Segment Open

use crate::broker::Broker;
use crate::cell::Cell;
use crate::error::CoreError;
use crate::pubsub::PubSub;
use crate::store::{ClientChannel, ConnectionId};
use std::collections::{HashMap, HashSet};
use std::sync::Arc;
use tokio::sync::RwLock;
use tracing::{debug, warn};

/// One independent namespace of pub/sub channels with per-connection
/// bookkeeping: the cell plane and the group plane are two instances.
///
/// Invariants maintained under a single plane-wide lock:
/// - `(conn, channel)` is in `by_connection` iff it is in `by_channel`;
/// - the broker subscription for a channel exists iff the channel has at
///   least one subscriber.
pub struct SubscriptionPlane {
    broker: Broker,
    state: RwLock<PlaneState>,
}

#[derive(Default)]
struct PlaneState {
    by_connection: HashMap<ConnectionId, HashSet<String>>,
    by_channel: HashMap<String, HashMap<ConnectionId, Arc<dyn ClientChannel>>>,
}

impl SubscriptionPlane {
    pub fn new(feed: Arc<dyn PubSub>) -> Arc<Self> {
        Arc::new(SubscriptionPlane {
            broker: Broker::new(feed),
            state: RwLock::new(PlaneState::default()),
        })
    }

    /// Start the receive loop: every inbound message is fanned out to the
    /// channel's current subscribers under the read lock. Writes to
    /// subscribers are non-blocking, so a slow consumer never stalls the
    /// loop. The task ends when the broker connection is torn down.
    pub fn run(self: &Arc<Self>) -> tokio::task::JoinHandle<()> {
        let plane = self.clone();
        tokio::spawn(async move {
            loop {
                match plane.broker.receive().await {
                    Ok((channel, payload)) => {
                        let state = plane.state.read().await;
                        if let Some(subscribers) = state.by_channel.get(&channel) {
                            for conn in subscribers.values() {
                                conn.write(&payload);
                            }
                        }
                    }
                    Err(e) => {
                        debug!("plane receive loop ending: {e}");
                        break;
                    }
                }
            }
        })
    }

    /// Subscribe `conn` to a single channel. With `replace`, any existing
    /// subscriptions of `conn` on this plane are cleared first.
    pub async fn subscribe(
        &self,
        conn: &Arc<dyn ClientChannel>,
        channel: &str,
        replace: bool,
    ) -> Result<(), CoreError> {
        let mut state = self.state.write().await;
        if replace {
            if let Err(e) = self.unsubscribe_locked(&mut state, conn.id()).await {
                warn!("stale subscription cleanup failed: {e}");
            }
        }
        self.subscribe_locked(&mut state, conn, channel).await
    }

    /// Replace `conn`'s subscriptions with the cell's whole covering, one
    /// channel per covering cell. Best-effort: a failing channel leaves the
    /// already-established ones in place and the first error is returned;
    /// the caller retries on the next cell update.
    pub async fn subscribe_to_cell(
        &self,
        conn: &Arc<dyn ClientChannel>,
        cell: &Cell,
    ) -> Result<(), CoreError> {
        let mut state = self.state.write().await;
        self.unsubscribe_locked(&mut state, conn.id()).await?;

        let mut first_err = None;
        for cell_id in cell.cell_group() {
            let channel = cell_id.to_string();
            if let Err(e) = self.subscribe_locked(&mut state, conn, &channel).await {
                warn!("cell channel {channel} subscribe failed: {e}");
                first_err.get_or_insert(e);
            }
        }
        match first_err {
            Some(e) => Err(e),
            None => Ok(()),
        }
    }

    /// Remove `conn` from every channel it holds, releasing broker
    /// subscriptions that end up with no subscribers.
    pub async fn unsubscribe_all(&self, conn_id: ConnectionId) -> Result<(), CoreError> {
        let mut state = self.state.write().await;
        self.unsubscribe_locked(&mut state, conn_id).await
    }

    /// Whether `conn` currently holds any subscription on this plane.
    pub async fn contains(&self, conn_id: ConnectionId) -> bool {
        self.state.read().await.by_connection.contains_key(&conn_id)
    }

    /// The channels `conn` currently holds, for inspection.
    pub async fn channels(&self, conn_id: ConnectionId) -> Vec<String> {
        self.state
            .read()
            .await
            .by_connection
            .get(&conn_id)
            .map(|set| {
                let mut channels: Vec<_> = set.iter().cloned().collect();
                channels.sort();
                channels
            })
            .unwrap_or_default()
    }

    /// Number of subscribers on `channel`, for inspection.
    pub async fn subscriber_count(&self, channel: &str) -> usize {
        self.state
            .read()
            .await
            .by_channel
            .get(channel)
            .map(|subs| subs.len())
            .unwrap_or(0)
    }

    async fn subscribe_locked(
        &self,
        state: &mut PlaneState,
        conn: &Arc<dyn ClientChannel>,
        channel: &str,
    ) -> Result<(), CoreError> {
        // Broker-subscribe before the maps are touched: a failure leaves no
        // trace, and the subscription is live before any fan-out can name
        // this connection.
        if !state.by_channel.contains_key(channel) {
            self.broker.subscribe(channel).await?;
        }
        state
            .by_connection
            .entry(conn.id())
            .or_default()
            .insert(channel.to_string());
        state
            .by_channel
            .entry(channel.to_string())
            .or_default()
            .insert(conn.id(), conn.clone());
        Ok(())
    }

    async fn unsubscribe_locked(
        &self,
        state: &mut PlaneState,
        conn_id: ConnectionId,
    ) -> Result<(), CoreError> {
        let Some(channels) = state.by_connection.remove(&conn_id) else {
            return Ok(());
        };

        let mut first_err = None;
        for channel in channels {
            let emptied = match state.by_channel.get_mut(&channel) {
                Some(subs) => {
                    subs.remove(&conn_id);
                    subs.is_empty()
                }
                None => false,
            };
            if emptied {
                state.by_channel.remove(&channel);
                if let Err(e) = self.broker.unsubscribe(&channel).await {
                    warn!("channel {channel} release failed: {e}");
                    first_err.get_or_insert(e);
                }
            }
        }
        match first_err {
            Some(e) => Err(e),
            None => Ok(()),
        }
    }
}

Segment Closed

§ ASSIGNMENT:
Please transcribe the records exactly from their first line through the line holding "channels with per-connection", and leave out all others.

§ RESPONSE TO THIS TASK:
use crate::broker::Broker;
use crate::cell::Cell;
use crate::error::CoreError;
use crate::pubsub::PubSub;
use crate::store::{ClientChannel, ConnectionId};
use std::collections::{HashMap, HashSet};
use std::sync::Arc;
use tokio::sync::RwLock;
use tracing::{debug, warn};

/// One independent namespace of pub/sub channels with per-connection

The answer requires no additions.